(Photo AP)
Quand et surtout comment la Belgique sortira-t-elle de la crise dans laquelle elle s'enlise depuis bientôt six mois? Nul ne le sait. À plus ou moins long terme, tous les scénarios sont envisageables: de la séparation à la confédération, en passant par le maintien du système fédéral dans sa version actuelle ou avec des changements significatifs. À qui faire porter l'odieux de cette crise?
Il est tentant de dire: tous coupables. Le roi, pour ne pas être intervenu plus tôt ou pour avoir osé intervenir. Les Flamands, pour avoir laissé croître en leur sein un mouvement d'extrême droite raciste et xénophobe qui pourrit l'atmosphère. Les Wallons, pour avoir longtemps méprisé les Flamands et toujours refusé d'apprendre leur langue. Les leaders politiques de tous bords, qui font passer les intérêts de leur communauté avant ceux de leur pays.

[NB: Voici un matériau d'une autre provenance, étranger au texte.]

//! Display metadata for users and listings.

use serde::{Deserialize, Serialize};

/// Public profile of a marketplace user.
#[derive(Debug, Clone, PartialEq, Eq, Serialize, Deserialize)]
pub struct UserProfile {
    pub id: String,
    pub name: String,
    #[serde(default, skip_serializing_if = "Option::is_none")]
    pub avatar_url: Option<String>,
}

impl UserProfile {
    pub fn new(id: impl Into<String>, name: impl Into<String>) -> Self {
        Self {
            id: id.into(),
            name: name.into(),
            avatar_url: None,
        }
    }

    pub fn with_avatar(mut self, avatar_url: impl Into<String>) -> Self {
        self.avatar_url = Some(avatar_url.into());
        self
    }
}

/// Minimal view of a lost or found listing.
#[derive(Debug, Clone, PartialEq, Eq, Serialize, Deserialize)]
pub struct ItemSummary {
    pub id: String,
    pub title: String,
}

impl ItemSummary {
    pub fn new(id: impl Into<String>, title: impl Into<String>) -> Self {
        Self {
            id: id.into(),
            title: title.into(),
        }
    }
}
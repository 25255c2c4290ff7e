//! Real-time sync bridge: the push-channel subscription behind one open chat.
//!
//! Lifecycle per chat screen:
//!
//! ```text
//! Unsubscribed --connect--> Subscribing --confirmed--> Active
//!      ^                         |                        |
//!      +------ failed -----------+                        |
//!      +------------- disconnect / pair change -----------+
//! ```
//!
//! Subscription failures and dropped channels are logged, never surfaced; the
//! chat keeps working on the history it already has. Reconnecting is left to
//! the backend.

use log::{debug, info, warn};
use std::sync::Arc;
use tokio::sync::mpsc::error::TryRecvError;

use lostfound_protocol::{ChangeEvent, Message, Pair};

use crate::backend::{Backend, Subscription};
use crate::error::SubscriptionError;

#[derive(Debug, Clone, Copy, PartialEq, Eq)]
pub enum SyncState {
    Unsubscribed,
    Subscribing,
    Active,
}

/// A change for the current pair, ready to apply to the message store.
#[derive(Debug, Clone, PartialEq, Eq)]
pub enum SyncUpdate {
    Inserted(Message),
    Updated(Message),
}

impl SyncUpdate {
    pub fn message(&self) -> &Message {
        match self {
            SyncUpdate::Inserted(message) | SyncUpdate::Updated(message) => message,
        }
    }
}

pub struct SyncBridge {
    backend: Arc<dyn Backend>,
    state: SyncState,
    pair: Option<Pair>,
    subscription: Option<Subscription>,
}

impl SyncBridge {
    pub fn new(backend: Arc<dyn Backend>) -> Self {
        Self {
            backend,
            state: SyncState::Unsubscribed,
            pair: None,
            subscription: None,
        }
    }

    pub fn state(&self) -> SyncState {
        self.state
    }

    pub fn pair(&self) -> Option<&Pair> {
        self.pair.as_ref()
    }

    /// Subscribe to `pair`.
    ///
    /// Already subscribed to the same pair: nothing happens. Subscribed to a
    /// different pair: that subscription is released first.
    pub async fn connect(&mut self, pair: Pair) -> SyncState {
        if self.state != SyncState::Unsubscribed {
            if self.pair.as_ref() == Some(&pair) {
                return self.state;
            }
            self.disconnect().await;
        }

        self.state = SyncState::Subscribing;
        self.pair = Some(pair.clone());

        match self
            .backend
            .subscribe_to_pair(&pair.user_id, &pair.other_id)
            .await
        {
            Ok(subscription) => {
                debug!(
                    "Subscription {} active for {}",
                    subscription.handle.id, pair
                );
                self.subscription = Some(subscription);
                self.state = SyncState::Active;
            }
            Err(source) => {
                let err = SubscriptionError::Subscribe {
                    pair: pair.to_string(),
                    source,
                };
                warn!("{err}; continuing without live updates");
                self.state = SyncState::Unsubscribed;
                self.pair = None;
            }
        }
        self.state
    }

    /// Release the subscription, if any.
    ///
    /// Returns true when a handle was released; repeated calls are no-ops.
    pub async fn disconnect(&mut self) -> bool {
        self.state = SyncState::Unsubscribed;
        self.pair = None;
        let Some(subscription) = self.subscription.take() else {
            return false;
        };

        let handle = subscription.handle;
        if let Err(source) = self.backend.unsubscribe(&handle).await {
            let err = SubscriptionError::Release {
                handle: handle.id,
                source,
            };
            warn!("{err}");
        } else {
            info!("Released subscription {}", handle.id);
        }
        true
    }

    /// Wait for the next change belonging to the current pair.
    ///
    /// Returns `None` when not subscribed or when the channel closed; a closed
    /// channel releases the subscription.
    pub async fn next_update(&mut self) -> Option<SyncUpdate> {
        loop {
            let event = {
                let subscription = self.subscription.as_mut()?;
                subscription.events.recv().await
            };
            match event {
                Some(event) => {
                    if let Some(update) = self.accept(event) {
                        return Some(update);
                    }
                }
                None => {
                    self.channel_closed().await;
                    return None;
                }
            }
        }
    }

    /// Collect every change already queued, without waiting.
    pub async fn drain(&mut self) -> Vec<SyncUpdate> {
        let mut updates = Vec::new();
        loop {
            let event = match self.subscription.as_mut() {
                Some(subscription) => subscription.events.try_recv(),
                None => break,
            };
            match event {
                Ok(event) => updates.extend(self.accept(event)),
                Err(TryRecvError::Empty) => break,
                Err(TryRecvError::Disconnected) => {
                    self.channel_closed().await;
                    break;
                }
            }
        }
        updates
    }

    /// Keep only events exchanged within the current pair.
    fn accept(&self, event: ChangeEvent) -> Option<SyncUpdate> {
        let pair = self.pair.as_ref()?;
        if !event.message().belongs_to(pair) {
            debug!(
                "Ignoring message {} outside {}",
                event.message().id,
                pair
            );
            return None;
        }
        Some(match event {
            ChangeEvent::Insert { message } => SyncUpdate::Inserted(message),
            ChangeEvent::Update { message } => SyncUpdate::Updated(message),
        })
    }

    async fn channel_closed(&mut self) {
        if let Some(pair) = &self.pair {
            let err = SubscriptionError::Closed {
                pair: pair.to_string(),
            };
            warn!("{err}");
        }
        self.disconnect().await;
    }
}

En vérité, il ne nous appartient pas de distribuer les blâmes. Ce jugement appartient aux Belges et à eux seuls. Par contre, il est tout à fait légitime de se poser deux questions qui, elles, nous concernent tous: la crise actuelle en Belgique signe-t-elle l'échec du modèle fédéral dans ce pays? et l'évolution du nationalisme flamand conforte-t-elle la thèse selon laquelle le nationalisme finit toujours par déboucher sur l'ostracisme? Je voudrais répondre non à ces deux questions.
Il est encore trop tôt pour dire si le fédéralisme a échoué en Belgique. Mais il est difficile de prétendre que le système fédéral mis en place en 1993 a permis de gérer dans l'harmonie les différences linguistiques, culturelles et politiques qui caractérisent la Belgique. La vraie question est de savoir pourquoi ce système de gouvernement s'est révélé inapte à gérer toute cette diversité. Deux explications, diamétralement opposées, sont possibles. Ou bien la Belgique est trop fédérale et l'avenir est dans la négociation d'une union confédérale, ou la Belgique ne l'est pas assez. Aucune fédération ne peut réussir s'il n'y a pas une volonté commune de la faire fonctionner et une vision commune des compromis nécessaires. Le fédéralisme en Belgique est encore une idée neuve. Avant de conclure qu'il a échoué, il faudrait peut-être que toutes les communautés mesurent ce qu'implique l'appartenance à une fédération et essaie (une fois!) de jouer le jeu.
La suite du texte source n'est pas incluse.